Anche nel Cimitero dei pianoforti, come in ogni romanzo di José Luis Peixoto (classe 1974), la morte è una presenza costante (si pensi, ad esempio, a Nessuno sguardo, che gli è valso il Premio José Saramago nel 2001, e a Una casa nel buio, editi presso La Nuova Frontiera, rispettivamente nel 2002 e nel 2004). In quest’ultimo romanzo, però, la morte si lega indissolubilmente alla nascita: i pianoforti rotti, senza musica, sono l’immagine del tempo fermo, immobile, ma il cimitero dei pianoforti è anche un luogo di rinnovamento. Attraverso i pezzi dei pianoforti ormai morti, infatti, si dà vita ad altri pianoforti, così come il figlio di Francisco Lázaro dà nuova vita ai sogni del padre, che “nei suoi sogni ascoltava i pianoforti come si ascoltano gli amori impossibili”. Il romanzo è un’inevitabile susseguirsi di morti e di nascite e, non a caso, si apre con la scritta “Resurrecturis”, una resurrezione suggerita dallo stesso nome dei protagonisti, Lázaro, quel nome tramandato così orgogliosamente di padre in figlio. “Guardavo i pianoforti morti, mi ricordavo che c’erano pezzi che risuscitavano dentro ad altri pianoforti e credevo che anche la vita potesse essere ricostruita allo stesso modo. Non ero ancora malato, i miei figli crescevano trasformandosi in ragazzi, così come anch’io qualche tempo prima ero stato ragazzo. Il tempo passava. E avevo la certezza che una parte di me, come i pezzi dei pianoforti morti, avrebbe continuato a funzionare dentro di loro”.

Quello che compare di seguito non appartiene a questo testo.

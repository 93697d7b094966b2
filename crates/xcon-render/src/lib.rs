#![forbid(unsafe_code)]

//! Scrollback windowing, incremental redraw planning, and console painting.

pub mod color;
pub mod labels;
pub mod range;
pub mod redraw;
pub mod scroll;
pub mod surface;
pub mod view;

pub use color::{LineColorizer, PrefixColorizer, Rgb};
pub use labels::HeaderLabels;
pub use range::LineRange;
pub use redraw::{RedrawOp, RedrawPlan, RedrawPlanner};
pub use scroll::ScrollWindow;
pub use surface::{Rect, RenderContext, Surface};
pub use view::{ConsoleView, ViewStyle};
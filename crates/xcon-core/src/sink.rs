#![forbid(unsafe_code)]

//! Destination for console output lines.

use std::sync::Arc;

/// Receives lines of console output.
///
/// Implementations must tolerate calls from any thread.
pub trait LogSink: Send + Sync {
    fn log(&self, line: &str);
}

impl<S: LogSink + ?Sized> LogSink for Arc<S> {
    fn log(&self, line: &str) {
        (**self).log(line);
    }
}

impl<S: LogSink + ?Sized> LogSink for &S {
    fn log(&self, line: &str) {
        (**self).log(line);
    }
}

A partire dal titolo, il romanzo di José Luis Peixoto è costellato di riferimenti musicali e la stessa scrittura sembra concepita secondo un preciso sviluppo ritmico. Il cimitero dei pianoforti sembra articolato secondo criteri che potrebbero regolare una forma musicale: lo stile è a tratti melodioso, di un lirismo quasi romantico, a tratti più movimentato e irregolare o, ancora, rapsodico, frammentario. Nelle pagine conclusive del romanzo, che descrivono la corsa disperata di Francisco Lázaro verso la sua fine, la narrazione diventa infuocata e suggerisce la fatica, la disperazione, l’impossibilità di andare oltre i propri limiti. Francisco Lázaro, come Meursault nel celebre romanzo di Camus (Lo straniero, edizione originale del 1942, edito in Italia da Bompiani nel 1947) è accecato e stordito dal sole, che lo trafigge sotto forma di autentici aghi di luce: “il calore – il fuoco – il calore – le fiamme – il calore – le braci – il calore – non c’è via d’uscita – corro, fuggo – non c’è via d’uscita dal calore, dal fuoco”.

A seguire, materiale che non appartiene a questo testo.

#![forbid(unsafe_code)]

//! Character trie over command names, used for nearest-name completion.
//!
//! Nodes live in an arena and refer to each other by index. Each node maps
//! ordered [`TrieKey`]s to child nodes. A registered name spells a path from
//! the root that ends in a [`TrieKey::End`] child, and `End` sorts before
//! every character. Nodes left without children after a removal are pruned
//! and their slots recycled.
//!
//! Mutation is crate-private: the [`CommandRegistry`](crate::CommandRegistry)
//! keeps the trie in step with its sorted name index.

use std::collections::BTreeMap;
use std::iter;
use std::ops::Bound;

use smallvec::SmallVec;

/// Edge label in the trie.
#[derive(Debug, Clone, Copy, PartialEq, Eq, PartialOrd, Ord, Hash)]
pub enum TrieKey {
    /// Terminates a registered name.
    End,
    Char(char),
}

/// Which neighbour a completion walk looks for.
#[derive(Debug, Clone, Copy, PartialEq, Eq)]
pub enum Toward {
    Next,
    Prev,
}

type NodeId = usize;

const ROOT: NodeId = 0;

#[derive(Debug, Default, Clone)]
struct Node {
    children: BTreeMap<TrieKey, NodeId>,
}

/// Arena-backed trie of command names.
#[derive(Debug, Clone)]
pub struct CommandTrie {
    nodes: Vec<Node>,
    free: Vec<NodeId>,
}

impl Default for CommandTrie {
    fn default() -> Self {
        Self {
            nodes: vec![Node::default()],
            free: Vec::new(),
        }
    }
}

fn keys(name: &str) -> impl Iterator<Item = TrieKey> + '_ {
    name.chars().map(TrieKey::Char).chain(iter::once(TrieKey::End))
}

impl CommandTrie {
    #[must_use]
    pub fn new() -> Self {
        Self::default()
    }

    /// Whether no names are stored.
    #[must_use]
    pub fn is_empty(&self) -> bool {
        self.nodes[ROOT].children.is_empty()
    }

    /// Number of live nodes, root included.
    #[must_use]
    pub fn node_count(&self) -> usize {
        self.nodes.len() - self.free.len()
    }

    /// Whether `name` is stored as a complete name.
    #[must_use]
    pub fn contains(&self, name: &str) -> bool {
        let mut cur = ROOT;
        for key in keys(name) {
            match self.nodes[cur].children.get(&key) {
                Some(&next) => cur = next,
                None => return false,
            }
        }
        true
    }

    fn alloc(&mut self) -> NodeId {
        match self.free.pop() {
            Some(id) => id,
            None => {
                self.nodes.push(Node::default());
                self.nodes.len() - 1
            }
        }
    }

    fn release(&mut self, id: NodeId) {
        self.nodes[id].children.clear();
        self.free.push(id);
    }

    pub(crate) fn insert(&mut self, name: &str) {
        let mut cur = ROOT;
        for key in keys(name) {
            cur = match self.nodes[cur].children.get(&key) {
                Some(&next) => next,
                None => {
                    let id = self.alloc();
                    self.nodes[cur].children.insert(key, id);
                    id
                }
            };
        }
    }

    /// Remove `name`, pruning childless nodes up toward the root.
    ///
    /// Returns `false` when `name` was not stored.
    pub(crate) fn remove(&mut self, name: &str) -> bool {
        let mut path: SmallVec<[(NodeId, TrieKey); 32]> = SmallVec::new();
        let mut cur = ROOT;
        for key in keys(name) {
            let Some(&next) = self.nodes[cur].children.get(&key) else {
                return false;
            };
            path.push((cur, key));
            cur = next;
        }

        let mut child = cur;
        while let Some((parent, key)) = path.pop() {
            if !self.nodes[child].children.is_empty() {
                break;
            }
            self.nodes[parent].children.remove(&key);
            self.release(child);
            child = parent;
        }
        true
    }

    /// Synthesize the stored name nearest to `input` in the given direction.
    ///
    /// Follows `input` down the trie as far as it matches. From there, at
    /// each level still inside `input` it takes the closest key beyond the
    /// input character (smallest greater for [`Toward::Next`], largest
    /// smaller for [`Toward::Prev`]); past the end of `input`, or when no
    /// such key exists, it takes the smallest (or largest) key. The walk
    /// stops when it takes [`TrieKey::End`].
    ///
    /// Returns `None` only when the trie is empty.
    #[must_use]
    pub fn nearest(&self, input: &str, toward: Toward) -> Option<String> {
        if self.is_empty() {
            return None;
        }
        let input: Vec<char> = input.chars().collect();
        let mut out = String::new();
        let mut cur = ROOT;
        let mut level = 0;

        while let Some(&c) = input.get(level) {
            match self.nodes[cur].children.get(&TrieKey::Char(c)) {
                Some(&next) => {
                    out.push(c);
                    cur = next;
                    level += 1;
                }
                None => break,
            }
        }

        loop {
            let children = &self.nodes[cur].children;
            let bound = input.get(level).map(|&c| TrieKey::Char(c));
            let beyond = bound.and_then(|b| match toward {
                Toward::Next => children
                    .range((Bound::Excluded(b), Bound::Unbounded))
                    .next(),
                Toward::Prev => children.range(..b).next_back(),
            });
            let picked = beyond.or_else(|| match toward {
                Toward::Next => children.iter().next(),
                Toward::Prev => children.iter().next_back(),
            });
            match picked {
                Some((TrieKey::End, _)) => return Some(out),
                Some((&TrieKey::Char(c), &next)) => {
                    out.push(c);
                    cur = next;
                    level += 1;
                }
                None => panic!("command trie node {cur} has no terminal path"),
            }
        }
    }
}

#[cfg(test)]
mod tests {
    use super::*;

    fn trie(names: &[&str]) -> CommandTrie {
        let mut t = CommandTrie::new();
        for name in names {
            t.insert(name);
        }
        t
    }

    #[test]
    fn insert_and_contains() {
        let t = trie(&["foo", "foobar"]);
        assert!(t.contains("foo"));
        assert!(t.contains("foobar"));
        assert!(!t.contains("fo"));
        assert!(!t.contains("foob"));
        assert!(!t.contains("foobarx"));
    }

    #[test]
    fn remove_prunes_and_recycles() {
        let mut t = trie(&["foo", "foobar"]);
        let full = t.node_count();
        assert!(t.remove("foobar"));
        // "bar" and its terminal leaf are gone; "foo" survives.
        assert_eq!(t.node_count(), full - 4);
        assert!(t.contains("foo"));
        assert!(!t.contains("foobar"));
        assert!(!t.remove("foobar"));

        t.insert("fox");
        assert_eq!(t.node_count(), full - 2);
        assert!(t.remove("foo"));
        assert!(t.remove("fox"));
        assert!(t.is_empty());
        assert_eq!(t.node_count(), 1);
    }

    #[test]
    fn remove_prefix_keeps_longer_name() {
        let mut t = trie(&["foo", "foobar"]);
        assert!(t.remove("foo"));
        assert!(!t.contains("foo"));
        assert!(t.contains("foobar"));
    }

    #[test]
    fn nearest_extends_partial_input() {
        let t = trie(&["foo", "foobar", "goo"]);
        assert_eq!(t.nearest("foob", Toward::Next).as_deref(), Some("foobar"));
        assert_eq!(t.nearest("g", Toward::Next).as_deref(), Some("goo"));
    }

    #[test]
    fn nearest_next_takes_smallest_greater() {
        let t = trie(&["alpha", "beta", "delta", "gamma"]);
        assert_eq!(t.nearest("c", Toward::Next).as_deref(), Some("delta"));
        assert_eq!(t.nearest("", Toward::Next).as_deref(), Some("alpha"));
    }

    #[test]
    fn nearest_prev_takes_largest_smaller() {
        let t = trie(&["alpha", "beta", "delta", "gamma"]);
        assert_eq!(t.nearest("c", Toward::Prev).as_deref(), Some("beta"));
        assert_eq!(t.nearest("", Toward::Prev).as_deref(), Some("gamma"));
    }

    #[test]
    fn nearest_prev_stops_on_stored_prefix() {
        let t = trie(&["fo", "fox"]);
        // At "fo", End sorts below 'o' so the walk terminates there.
        assert_eq!(t.nearest("foo", Toward::Prev).as_deref(), Some("fo"));
    }

    #[test]
    fn nearest_on_empty_trie() {
        assert_eq!(CommandTrie::new().nearest("x", Toward::Next), None);
    }
}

Il cimitero dei pianoforti è un romanzo intenso e struggente, che va letto lasciandosi trasportare dalle sensazioni, come fossero note, senza voler decifrare a tutti i costi il labirinto di voci. “Il tempo, come un muro, una torre, una costruzione qualunque, fa sì che non ci sia più distinzione tra verità e menzogna. Il tempo mescola la verità con la menzogna. Quello che è accaduto si mescola con quello che vorrei fosse accaduto e con quello che mi hanno detto sia accaduto. La mia memoria non è mia. La mia memoria sono io distorto dal tempo e mescolato a me stesso: alla mia paura, alla mia colpa, al mio pentimento”.